Work instruction → Which lines run from the start of the data below to the line containing "Schema tool converter."? Set them down exactly, with none added.

◆ ◆ ◆ ◆ ◆ ◆ ◆

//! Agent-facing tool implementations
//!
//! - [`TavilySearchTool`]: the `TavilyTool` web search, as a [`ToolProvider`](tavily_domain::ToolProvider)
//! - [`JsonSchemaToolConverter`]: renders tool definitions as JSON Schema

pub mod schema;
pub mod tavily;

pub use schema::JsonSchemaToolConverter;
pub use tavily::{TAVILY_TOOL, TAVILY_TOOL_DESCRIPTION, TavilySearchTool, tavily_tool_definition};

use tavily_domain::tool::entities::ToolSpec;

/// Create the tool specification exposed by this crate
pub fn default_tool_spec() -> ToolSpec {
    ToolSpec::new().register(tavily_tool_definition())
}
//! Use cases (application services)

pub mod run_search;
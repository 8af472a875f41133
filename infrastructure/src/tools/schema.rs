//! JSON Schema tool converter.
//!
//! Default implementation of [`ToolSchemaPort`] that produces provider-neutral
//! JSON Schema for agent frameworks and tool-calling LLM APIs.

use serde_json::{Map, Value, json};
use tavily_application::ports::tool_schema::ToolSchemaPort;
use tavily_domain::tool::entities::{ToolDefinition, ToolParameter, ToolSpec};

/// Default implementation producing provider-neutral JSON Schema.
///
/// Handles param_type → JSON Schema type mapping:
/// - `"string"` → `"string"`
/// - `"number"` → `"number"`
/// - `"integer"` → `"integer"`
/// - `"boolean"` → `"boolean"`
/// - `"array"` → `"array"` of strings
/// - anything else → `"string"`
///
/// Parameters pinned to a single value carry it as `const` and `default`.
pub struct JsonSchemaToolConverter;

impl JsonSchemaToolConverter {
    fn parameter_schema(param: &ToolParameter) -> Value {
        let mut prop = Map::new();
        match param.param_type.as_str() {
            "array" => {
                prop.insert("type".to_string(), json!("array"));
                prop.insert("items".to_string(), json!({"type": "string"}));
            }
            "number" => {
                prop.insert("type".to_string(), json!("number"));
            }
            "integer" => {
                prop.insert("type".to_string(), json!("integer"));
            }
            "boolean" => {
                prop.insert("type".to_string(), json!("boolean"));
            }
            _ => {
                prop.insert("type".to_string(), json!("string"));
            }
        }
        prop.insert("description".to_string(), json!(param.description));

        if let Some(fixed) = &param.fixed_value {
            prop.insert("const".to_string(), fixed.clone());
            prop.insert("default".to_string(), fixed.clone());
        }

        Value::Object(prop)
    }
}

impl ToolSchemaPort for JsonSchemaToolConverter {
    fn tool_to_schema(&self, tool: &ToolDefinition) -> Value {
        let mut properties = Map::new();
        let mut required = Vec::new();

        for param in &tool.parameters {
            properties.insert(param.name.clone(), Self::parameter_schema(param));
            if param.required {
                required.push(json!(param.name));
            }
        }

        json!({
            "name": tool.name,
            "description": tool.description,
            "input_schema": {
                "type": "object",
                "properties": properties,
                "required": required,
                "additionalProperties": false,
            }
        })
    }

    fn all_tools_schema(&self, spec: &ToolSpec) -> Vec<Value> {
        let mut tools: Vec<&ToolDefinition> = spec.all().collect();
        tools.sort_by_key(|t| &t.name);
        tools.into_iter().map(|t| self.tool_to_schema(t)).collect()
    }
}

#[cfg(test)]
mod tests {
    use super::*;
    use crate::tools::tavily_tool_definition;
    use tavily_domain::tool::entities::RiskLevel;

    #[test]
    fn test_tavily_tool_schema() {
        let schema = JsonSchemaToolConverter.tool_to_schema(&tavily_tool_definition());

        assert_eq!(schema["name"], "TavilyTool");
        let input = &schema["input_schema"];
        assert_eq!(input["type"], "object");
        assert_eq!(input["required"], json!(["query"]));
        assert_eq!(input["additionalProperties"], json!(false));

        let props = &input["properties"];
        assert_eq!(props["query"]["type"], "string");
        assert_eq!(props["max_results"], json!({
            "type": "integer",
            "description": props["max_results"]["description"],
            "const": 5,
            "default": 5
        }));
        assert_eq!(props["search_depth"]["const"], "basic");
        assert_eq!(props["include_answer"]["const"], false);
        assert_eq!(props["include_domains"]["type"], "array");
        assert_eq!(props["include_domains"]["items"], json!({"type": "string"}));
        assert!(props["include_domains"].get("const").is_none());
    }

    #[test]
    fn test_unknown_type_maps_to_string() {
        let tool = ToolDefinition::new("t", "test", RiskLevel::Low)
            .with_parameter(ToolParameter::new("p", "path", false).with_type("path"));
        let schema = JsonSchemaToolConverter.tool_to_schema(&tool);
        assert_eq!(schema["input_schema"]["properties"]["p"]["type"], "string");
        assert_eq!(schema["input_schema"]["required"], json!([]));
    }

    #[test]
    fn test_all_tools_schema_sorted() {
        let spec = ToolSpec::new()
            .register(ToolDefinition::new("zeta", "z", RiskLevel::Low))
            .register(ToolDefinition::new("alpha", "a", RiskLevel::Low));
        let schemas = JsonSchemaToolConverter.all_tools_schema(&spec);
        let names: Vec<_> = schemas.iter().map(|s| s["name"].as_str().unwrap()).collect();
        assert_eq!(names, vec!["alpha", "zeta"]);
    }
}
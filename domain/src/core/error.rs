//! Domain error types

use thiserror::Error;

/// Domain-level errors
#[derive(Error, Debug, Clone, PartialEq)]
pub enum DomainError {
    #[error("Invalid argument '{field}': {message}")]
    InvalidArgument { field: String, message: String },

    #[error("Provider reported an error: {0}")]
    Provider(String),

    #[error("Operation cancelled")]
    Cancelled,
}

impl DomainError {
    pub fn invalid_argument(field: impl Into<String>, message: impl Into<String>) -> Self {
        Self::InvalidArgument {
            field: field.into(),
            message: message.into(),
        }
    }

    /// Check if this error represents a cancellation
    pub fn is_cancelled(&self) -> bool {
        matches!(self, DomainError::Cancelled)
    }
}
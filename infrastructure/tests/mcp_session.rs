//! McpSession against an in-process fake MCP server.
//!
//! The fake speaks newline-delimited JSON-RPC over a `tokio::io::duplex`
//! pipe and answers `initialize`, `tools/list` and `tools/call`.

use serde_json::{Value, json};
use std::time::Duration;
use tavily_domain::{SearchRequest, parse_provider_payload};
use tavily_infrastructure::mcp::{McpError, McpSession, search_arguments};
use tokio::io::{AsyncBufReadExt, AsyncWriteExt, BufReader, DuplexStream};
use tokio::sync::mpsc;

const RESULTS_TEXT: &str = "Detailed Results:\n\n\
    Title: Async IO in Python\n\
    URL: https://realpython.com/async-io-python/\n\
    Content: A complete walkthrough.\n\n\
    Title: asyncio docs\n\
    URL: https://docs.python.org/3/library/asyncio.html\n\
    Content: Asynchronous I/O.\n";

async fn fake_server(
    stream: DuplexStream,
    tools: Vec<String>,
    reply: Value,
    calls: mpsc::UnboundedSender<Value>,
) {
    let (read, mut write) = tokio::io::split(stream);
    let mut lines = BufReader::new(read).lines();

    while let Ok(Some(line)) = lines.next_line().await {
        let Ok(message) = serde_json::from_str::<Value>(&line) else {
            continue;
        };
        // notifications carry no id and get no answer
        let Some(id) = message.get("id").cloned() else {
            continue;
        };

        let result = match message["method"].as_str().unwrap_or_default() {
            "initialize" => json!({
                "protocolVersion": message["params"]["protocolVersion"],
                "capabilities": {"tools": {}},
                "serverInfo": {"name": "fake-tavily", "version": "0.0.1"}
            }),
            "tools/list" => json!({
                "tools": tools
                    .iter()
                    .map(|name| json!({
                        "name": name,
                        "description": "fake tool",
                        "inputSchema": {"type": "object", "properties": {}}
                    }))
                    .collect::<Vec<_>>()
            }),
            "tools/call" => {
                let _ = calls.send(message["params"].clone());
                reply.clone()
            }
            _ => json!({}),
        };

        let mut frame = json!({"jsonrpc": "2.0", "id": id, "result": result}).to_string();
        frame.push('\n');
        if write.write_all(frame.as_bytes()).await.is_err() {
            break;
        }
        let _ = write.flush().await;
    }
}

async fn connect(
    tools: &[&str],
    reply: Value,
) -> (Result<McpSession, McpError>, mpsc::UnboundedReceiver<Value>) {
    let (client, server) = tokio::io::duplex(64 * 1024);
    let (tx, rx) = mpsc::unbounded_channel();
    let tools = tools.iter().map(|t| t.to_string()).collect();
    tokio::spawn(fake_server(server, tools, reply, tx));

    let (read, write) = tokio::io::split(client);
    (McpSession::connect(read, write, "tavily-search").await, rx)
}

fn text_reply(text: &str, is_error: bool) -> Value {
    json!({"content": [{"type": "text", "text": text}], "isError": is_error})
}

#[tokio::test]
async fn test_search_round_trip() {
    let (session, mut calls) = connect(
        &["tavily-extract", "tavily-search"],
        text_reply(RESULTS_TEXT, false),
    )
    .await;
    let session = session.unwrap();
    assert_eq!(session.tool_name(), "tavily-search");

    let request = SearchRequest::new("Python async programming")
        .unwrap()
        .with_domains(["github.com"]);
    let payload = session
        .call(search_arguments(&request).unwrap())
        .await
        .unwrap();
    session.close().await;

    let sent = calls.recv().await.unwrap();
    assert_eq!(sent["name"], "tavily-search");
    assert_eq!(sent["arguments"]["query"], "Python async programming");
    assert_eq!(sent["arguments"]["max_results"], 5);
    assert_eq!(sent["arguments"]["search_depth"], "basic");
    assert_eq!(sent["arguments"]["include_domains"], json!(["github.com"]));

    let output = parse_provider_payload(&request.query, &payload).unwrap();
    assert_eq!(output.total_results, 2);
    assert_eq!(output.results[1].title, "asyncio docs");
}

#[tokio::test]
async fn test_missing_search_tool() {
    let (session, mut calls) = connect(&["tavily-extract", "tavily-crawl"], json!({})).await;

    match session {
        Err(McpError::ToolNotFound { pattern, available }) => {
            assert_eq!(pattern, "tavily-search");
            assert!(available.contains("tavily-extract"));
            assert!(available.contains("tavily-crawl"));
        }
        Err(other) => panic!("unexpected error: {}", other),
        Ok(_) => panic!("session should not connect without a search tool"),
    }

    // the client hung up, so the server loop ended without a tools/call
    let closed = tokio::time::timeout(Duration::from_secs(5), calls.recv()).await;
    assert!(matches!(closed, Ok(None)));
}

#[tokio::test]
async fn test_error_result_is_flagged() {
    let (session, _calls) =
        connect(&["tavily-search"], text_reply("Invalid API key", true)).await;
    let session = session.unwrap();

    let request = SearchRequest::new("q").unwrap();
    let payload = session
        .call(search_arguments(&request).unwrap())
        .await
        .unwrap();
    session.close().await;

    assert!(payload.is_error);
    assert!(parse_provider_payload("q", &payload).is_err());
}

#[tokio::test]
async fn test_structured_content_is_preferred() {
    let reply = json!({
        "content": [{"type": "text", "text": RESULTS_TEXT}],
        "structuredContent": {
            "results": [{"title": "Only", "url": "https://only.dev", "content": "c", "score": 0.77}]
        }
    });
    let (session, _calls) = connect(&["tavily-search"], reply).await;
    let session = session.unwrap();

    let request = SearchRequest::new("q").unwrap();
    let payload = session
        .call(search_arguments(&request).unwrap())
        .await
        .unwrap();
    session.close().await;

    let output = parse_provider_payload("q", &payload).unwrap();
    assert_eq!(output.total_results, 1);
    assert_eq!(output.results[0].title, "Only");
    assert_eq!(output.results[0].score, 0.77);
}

◆ ◆ ◆ ◆ ◆ ◆ ◆

Problem solution →
//! Agent-facing tool implementations
//!
//! - [`TavilySearchTool`]: the `TavilyTool` web search, as a [`ToolProvider`](tavily_domain::ToolProvider)
//! - [`JsonSchemaToolConverter`]: renders tool definitions as JSON Schema

pub mod schema;
pub mod tavily;

pub use schema::JsonSchemaToolConverter;
pub use tavily::{TAVILY_TOOL, TAVILY_TOOL_DESCRIPTION, TavilySearchTool, tavily_tool_definition};

use tavily_domain::tool::entities::ToolSpec;

/// Create the tool specification exposed by this crate
pub fn default_tool_spec() -> ToolSpec {
    ToolSpec::new().register(tavily_tool_definition())
}
//! Use cases (application services)

pub mod run_search;
repository 8af472a875f41133
filename infrastructure/src/tools/schema.rs
//! JSON Schema tool converter.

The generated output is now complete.